Journal of Biodiversity Management & Forestry2327-4417

Letter to Editor, J Biodivers Manage Forestry Vol: 6 Issue: 1

Why Flightless Birds are Condemned to Lay Eggs

João P Barreiros*
CE3C – Centre for Ecology, Evolution and Environmental Changes / Azorean Biodiversity Group and Universidade dos Açores - Faculdade de Ciências Agrárias e do Ambiente, 9700-042 Angra do Heroísmo, Portugal
Corresponding author : João P Barreiros
CE3C – Centre for Ecology, Evolution and Environmental Changes / Azorean Biodiversity Group and Universidade dos Açores - Faculdade de Ciências Agrárias e do Ambiente, 9700-042 Angra do Heroísmo, Portugal
Tel: (+351)295402200
E-mail: [email protected]
Received: January 27, 2017 Accepted: February 02, 2017 Published: February 09, 2017
Citation:Barreiros JP (2017) Why Flightless Birds are ‘Condemned’ to Lay Eggs.

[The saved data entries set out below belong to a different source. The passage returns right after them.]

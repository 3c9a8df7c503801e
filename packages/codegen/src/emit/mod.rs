//! Renderers that turn a [`CatalogModel`] into source text.
//!
//! Each target language implements [`Emitter`]. All of them render the same
//! three pieces: the enumeration, a string-to-enum lookup that fails with
//! an "unrecognized response code" error, and the inverse enum-to-string
//! mapping.

pub mod cxx;
pub mod json;
pub mod rust;

use serde::{Deserialize, Serialize};
use strum_macros::{AsRefStr, Display, EnumString};

use crate::CodegenError;
use crate::model::CatalogModel;

pub use cxx::{CxxEmitter, CxxOptions};
pub use json::JsonEmitter;
pub use rust::{RustEmitter, RustOptions};

/// Width generated comment blocks are wrapped to, including indentation.
pub const COMMENT_WIDTH: usize = 80;

/// Message carried by the lookup failure in generated code.
pub const UNRECOGNIZED_MESSAGE: &str = "Unrecognized response code";

/// Renders a catalog model in one target syntax.
pub trait Emitter {
    /// Renders the whole listing.
    ///
    /// # Errors
    ///
    /// Returns [`CodegenError`] if the model cannot be rendered in this
    /// syntax.
    fn emit(&self, model: &CatalogModel) -> Result<String, CodegenError>;

    /// Short name of the target (e.g. `"cxx"`).
    fn name(&self) -> &'static str;
}

/// Output formats selectable from the command line.
#[derive(
    Debug,
    Clone,
    Copy,
    Default,
    PartialEq,
    Eq,
    Hash,
    Serialize,
    Deserialize,
    Display,
    EnumString,
    AsRefStr,
)]
#[serde(rename_all = "lowercase")]
#[strum(serialize_all = "lowercase")]
pub enum OutputFormat {
    /// C++ `enum class` plus `unordered_map` lookup.
    #[default]
    Cxx,
    /// Rust enum with `FromStr` and `as_str`.
    Rust,
    /// The model itself, as JSON.
    Json,
}

impl OutputFormat {
    /// Returns all variants of this enum.
    #[must_use]
    pub const fn all() -> &'static [Self] {
        &[Self::Cxx, Self::Rust, Self::Json]
    }
}

/// Escapes `value` for use inside a double-quoted string literal.
///
/// C++ and Rust share the escapes needed for catalog keys.
#[must_use]
pub fn escape_string_literal(value: &str) -> String {
    let mut escaped = String::with_capacity(value.len());
    for c in value.chars() {
        match c {
            '"' => escaped.push_str("\\\""),
            '\\' => escaped.push_str("\\\\"),
            '\n' => escaped.push_str("\\n"),
            '\t' => escaped.push_str("\\t"),
            '\r' => escaped.push_str("\\r"),
            other => escaped.push(other),
        }
    }
    escaped
}

#[cfg(test)]
mod tests {
    use std::str::FromStr as _;

    use super::*;

    #[test]
    fn parses_output_formats() {
        assert_eq!(OutputFormat::from_str("rust").unwrap(), OutputFormat::Rust);
        assert_eq!(OutputFormat::default(), OutputFormat::Cxx);
        assert_eq!(OutputFormat::Json.to_string(), "json");
        assert!(OutputFormat::from_str("java").is_err());
    }

    #[test]
    fn escapes_quotes_and_backslashes() {
        assert_eq!(escape_string_literal(r#"a"b\c"#), r#"a\"b\\c"#);
        assert_eq!(escape_string_literal("NoError"), "NoError");
    }
}
use std::sync::Arc;

use futures::future::BoxFuture;
use serde_json::Value;

use crate::host::{BlockHandle, HostApi};
use crate::node::Node;

#[derive(Debug, Clone, PartialEq, Eq)]
pub struct ToolboxConfig {
    pub icon: String,
    pub title: String,
}

#[derive(Clone)]
pub struct MenuItem {
    pub icon: String,
    pub label: String,
    pub is_active: bool,
    pub close_on_activate: bool,
    pub disabled: bool,
    pub handler: Arc<dyn Fn() + Send + Sync>,
}

impl MenuItem {
    pub fn new(label: impl Into<String>, handler: impl Fn() + Send + Sync + 'static) -> Self {
        Self {
            icon: String::new(),
            label: label.into(),
            is_active: false,
            close_on_activate: true,
            disabled: false,
            handler: Arc::new(handler),
        }
    }

    pub fn icon(mut self, icon: impl Into<String>) -> Self {
        self.icon = icon.into();
        self
    }

    pub fn active(mut self, is_active: bool) -> Self {
        self.is_active = is_active;
        self
    }

    pub fn close_on_activate(mut self, close_on_activate: bool) -> Self {
        self.close_on_activate = close_on_activate;
        self
    }

    pub fn disabled(mut self, disabled: bool) -> Self {
        self.disabled = disabled;
        self
    }

    /// Runs the handler unless the entry is disabled.
    pub fn activate(&self) -> bool {
        if self.disabled {
            return false;
        }
        (self.handler)();
        true
    }
}

impl std::fmt::Debug for MenuItem {
    fn fmt(&self, f: &mut std::fmt::Formatter<'_>) -> std::fmt::Result {
        f.debug_struct("MenuItem")
            .field("label", &self.label)
            .field("is_active", &self.is_active)
            .field("close_on_activate", &self.close_on_activate)
            .field("disabled", &self.disabled)
            .finish()
    }
}

#[derive(Clone)]
pub struct BlockToolOptions {
    pub data: Option<Value>,
    pub config: Option<Value>,
    pub api: HostApi,
    pub block: BlockHandle,
    pub read_only: bool,
}

impl BlockToolOptions {
    pub fn new(api: HostApi, block: BlockHandle) -> Self {
        Self {
            data: None,
            config: None,
            api,
            block,
            read_only: false,
        }
    }

    pub fn data(mut self, data: Value) -> Self {
        self.data = Some(data);
        self
    }

    pub fn config(mut self, config: Value) -> Self {
        self.config = Some(config);
        self
    }

    pub fn read_only(mut self, read_only: bool) -> Self {
        self.read_only = read_only;
        self
    }
}

/// The surface a block tool exposes to the host editor.
pub trait BlockTool: Send + Sync {
    fn render(&self) -> Node;

    fn save(&self) -> Value;

    fn validate(&self, _data: &Value) -> bool {
        true
    }

    fn render_settings(&self) -> Vec<MenuItem> {
        Vec::new()
    }

    /// Called by the host once the rendered tree is attached.
    fn rendered(&self) -> BoxFuture<'static, ()> {
        Box::pin(async {})
    }

    fn destroy(&self) {}
}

J Biodivers Manage Forestry 6:1. doi: 10.4172/2327-4417.1000172

Abstract

Birds evolved very fast and are the only vertebrate group that never turned to ovoviviparity. While this is explainable as an evolutionary pressure for feathered flight and reduced size, their fast evolution apparently caused the disappearance of a significant proportion of genes. However posterior evolutionary trends of Aves to become flightless and with increased body sizes were not accompanied by an ‘expected’ turn to ovoviviparity, something known for a number of reptile taxa (e.g. some constrictor serpents). This impossibility is particularly noted in marine flightless birds from which penguins are certainly the best extant example having to endure seasonal extreme energy losses when coming ashore to lay eggs. This same limitation was most certainly the major cause for the extinction of the largest marine bird in the Northern Hemisphere – The Great Auk Pinguinus impennis. Here we discuss why ovoviviparism is probably an impossibility for birds while proposing lines of research that could prove, or disprove, our hypothetical and speculative view.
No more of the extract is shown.